Когда солнце взошло и тяжелый колокол соборной церкви медленно и протяжно загудел над городом, всех содержавшихся в тюрьмах инквизиции построили в порядке и повели на площадь.

Прежде всего была поднята хоругвь Доминиканского ордена, так как доминиканцы были основателями учреждения Св. инквизиции, и за этим орденом осталось обязательное право избирать великого инквизитора из своей среды и присвоить Св. инквизиции свою хоругвь. За хоругвью доминиканского ордена выстраивались монахи-доминиканцы по два в ряд. Девиз их знамени гласил "Iustitia и Misericordia", т. е. "справедливость и милосердие", - и это было девизом инквизиции!

За доминиканцами следовали обвиняемые, каждый в сопровождении своего крестного отца, всего числом около трехсот человек, все с зажженными восковыми свечами в руках, босые и с обнаженными головами. Те, чьи преступления признаны наиболее крупными, шли впереди других. Все эти несчастные были одеты в черные одежды с белыми нашивками; за ними следовали те, что были накрыты сверх черных одежд санбенитосами и, наконец, те, на которых были надеты самариасы с опрокинутыми пламенными языками. Здесь был перерыв процессии, так как за последними подсудимыми несли огромный крест с изображением распятого на нем Христа и с склоненной вперед головой. Это должно было выражать, что все, кто шли впереди распятия, и на которых распятый Христос как бы взирал с высоты своего креста, не должны были быть подвергнуты мукам и смерти, а те, которые следовали позади креста и к которым Распятый был обращен спиной, были, так сказать, отринуты им и обречены на погибель в сей жизни и в будущей.

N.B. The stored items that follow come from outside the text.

//! ---
//! vs_section: "02-dataflow"
//! vs_subsection: "module"
//! vs_type: "source"
//! vs_scope: "code"
//! vs_description: "Value pipeline: registry, stores, rounding, fan-out."
//! vs_version: "v0.0.0-prealpha"
//! vs_owner: "tbd"
//! ---
use std::collections::{BTreeMap, HashMap};
use std::sync::atomic::{AtomicU64, Ordering};
use std::sync::Arc;

use parking_lot::{Mutex, RwLock};
use tracing::debug;

use crate::filter::Filter;
use crate::subscription::{FanOut, Subscription};
use crate::value::{Value, ValueKey, ValueMap};
use crate::ValueSink;

/// Queue depth per subscriber unless configured otherwise.
pub const DEFAULT_SUBSCRIPTION_CAPACITY: usize = 32;

/// Counters describing a store, used by metrics and diagnostics.
#[derive(Debug, Default, Clone, Copy, PartialEq, Eq)]
pub struct StoreStats {
    /// Distinct keys currently held.
    pub values: usize,
    /// Live subscriptions.
    pub subscriptions: usize,
    /// Total publishes accepted.
    pub published: u64,
    /// Updates enqueued to subscribers.
    pub delivered: u64,
    /// Updates dropped because a subscriber queue was full.
    pub dropped: u64,
}

struct Counters {
    published: AtomicU64,
    delivered: AtomicU64,
    dropped: AtomicU64,
}

impl Counters {
    fn new() -> Self {
        Self {
            published: AtomicU64::new(0),
            delivered: AtomicU64::new(0),
            dropped: AtomicU64::new(0),
        }
    }
}

#[derive(Default)]
struct State {
    values: HashMap<ValueKey, Value>,
    fan_out: FanOut,
}

/// Latest value per (device, signal) plus the live subscriptions on it.
pub struct ValueStore {
    label: String,
    capacity: usize,
    state: Mutex<State>,
    sinks: RwLock<Vec<Arc<dyn ValueSink>>>,
    counters: Counters,
}

impl ValueStore {
    /// Create a store whose subscribers get `capacity` queued updates each.
    pub fn new(label: impl Into<String>, capacity: usize) -> Self {
        Self {
            label: label.into(),
            capacity: capacity.max(1),
            state: Mutex::new(State::default()),
            sinks: RwLock::new(Vec::new()),
            counters: Counters::new(),
        }
    }

    /// Name used in logs (`raw`, `rounded`, ...).
    pub fn label(&self) -> &str {
        &self.label
    }

    /// Replace the current value for the key and notify matching subscribers,
    /// then forward the value to every appended stage.
    pub fn publish(&self, value: Value) {
        let delivery = {
            let mut state = self.state.lock();
            state.values.insert(value.key(), value.clone());
            state.fan_out.deliver(&value)
        };
        self.counters.published.fetch_add(1, Ordering::Relaxed);
        self.counters
            .delivered
            .fetch_add(delivery.delivered, Ordering::Relaxed);
        self.counters
            .dropped
            .fetch_add(delivery.dropped, Ordering::Relaxed);

        let sinks = self.sinks.read().clone();
        for sink in sinks {
            sink.accept(value.clone());
        }
    }

    /// Current values of every device admitted by `filter`.
    pub fn snapshot(&self, filter: &Filter) -> ValueMap {
        let state = self.state.lock();
        let values: BTreeMap<ValueKey, Value> = state
            .values
            .iter()
            .filter(|(_, value)| filter.matches(&value.device))
            .map(|(key, value)| (key.clone(), value.clone()))
            .collect();
        ValueMap::from_map(values)
    }

    /// Register a live subscription. Only values published afterwards are delivered.
    pub fn subscribe(self: &Arc<Self>, filter: Filter) -> Subscription {
        let (id, rx) = self.state.lock().fan_out.register(filter, self.capacity);
        debug!(store = %self.label, subscription = id, "subscription registered");
        Subscription::new(id, rx, Arc::downgrade(self))
    }

    /// Wire another stage to receive every value published here.
    pub fn append(&self, sink: Arc<dyn ValueSink>) {
        self.sinks.write().push(sink);
    }

    /// End every live subscription stream; used during shutdown.
    pub fn close_subscriptions(&self) {
        let mut state = self.state.lock();
        let count = state.fan_out.len();
        state.fan_out.clear();
        debug!(store = %self.label, count, "subscriptions closed");
    }

    pub(crate) fn unsubscribe(&self, id: u64) {
        if self.state.lock().fan_out.remove(id) {
            debug!(store = %self.label, subscription = id, "subscription deregistered");
        }
    }

    /// Counters for metrics export.
    pub fn stats(&self) -> StoreStats {
        let state = self.state.lock();
        StoreStats {
            values: state.values.len(),
            subscriptions: state.fan_out.len(),
            published: self.counters.published.load(Ordering::Relaxed),
            delivered: self.counters.delivered.load(Ordering::Relaxed),
            dropped: self.counters.dropped.load(Ordering::Relaxed),
        }
    }
}

impl ValueSink for ValueStore {
    fn accept(&self, value: Value) {
        self.publish(value);
    }
}

impl std::fmt::Debug for ValueStore {
    fn fmt(&self, f: &mut std::fmt::Formatter<'_>) -> std::fmt::Result {
        f.debug_struct("ValueStore")
            .field("label", &self.label)
            .field("capacity", &self.capacity)
            .finish()
    }
}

Позади распятия шли семеро осужденных и, как величайшая из преступниц, Амина замыкала шествие. Но ею не заканчивалась процессия: позади ее было еще пять изображений, которые сопровождали гроб, где лежал скелет. Это были изображения на высоких шестах, одетые в такое же одеяние, как и осужденные, изукрашенные изображениями костров, пламени и чертей, и позади каждого из этих изображений или кукол несли гроб, в котором лежал скелет. Это было изображение тех осужденных, которые умерли в казематах инквизиционной тюрьмы или испустили дух под пыткой, и которые после своей смерти были подвергнуты испытанию, затем приговорены к смерти на костре. Скелеты их были теперь вырыты из земли и должны были подвергнуться той же казни, как и остальные осужденные, совершенно так же, как если бы они были живые существа. Их изображения будут привязаны к столбу на костре, кости их будут сожжены вместе с их изображениями.

За гробами следовали члены инквизиции, фамилиарии ее, монахи, духовенство и стони кающихся в черных одеждах и надвинутых на лицо черных капюшонах, скрывавших их лица, с зажженными восковыми свечами в руках.

Прошло более двух часов, прежде чем эта процессия, пропарадировавшая по всем главным улицам города, достигла, наконец, соборной площади. В соборе должны были быть совершены дальнейшие обряды установленной церемонии "торжества св. католической церкви".

Босые осужденные к этому времени едва могли ступать по раскаленному мелкому щебню, которым были усыпаны улицы и площади города; этот щебень с острыми режущими краями до того изранил их ноги, что когда они ступали по мраморным ступеням, ведущим в собор, то оставляли на них кровавый след.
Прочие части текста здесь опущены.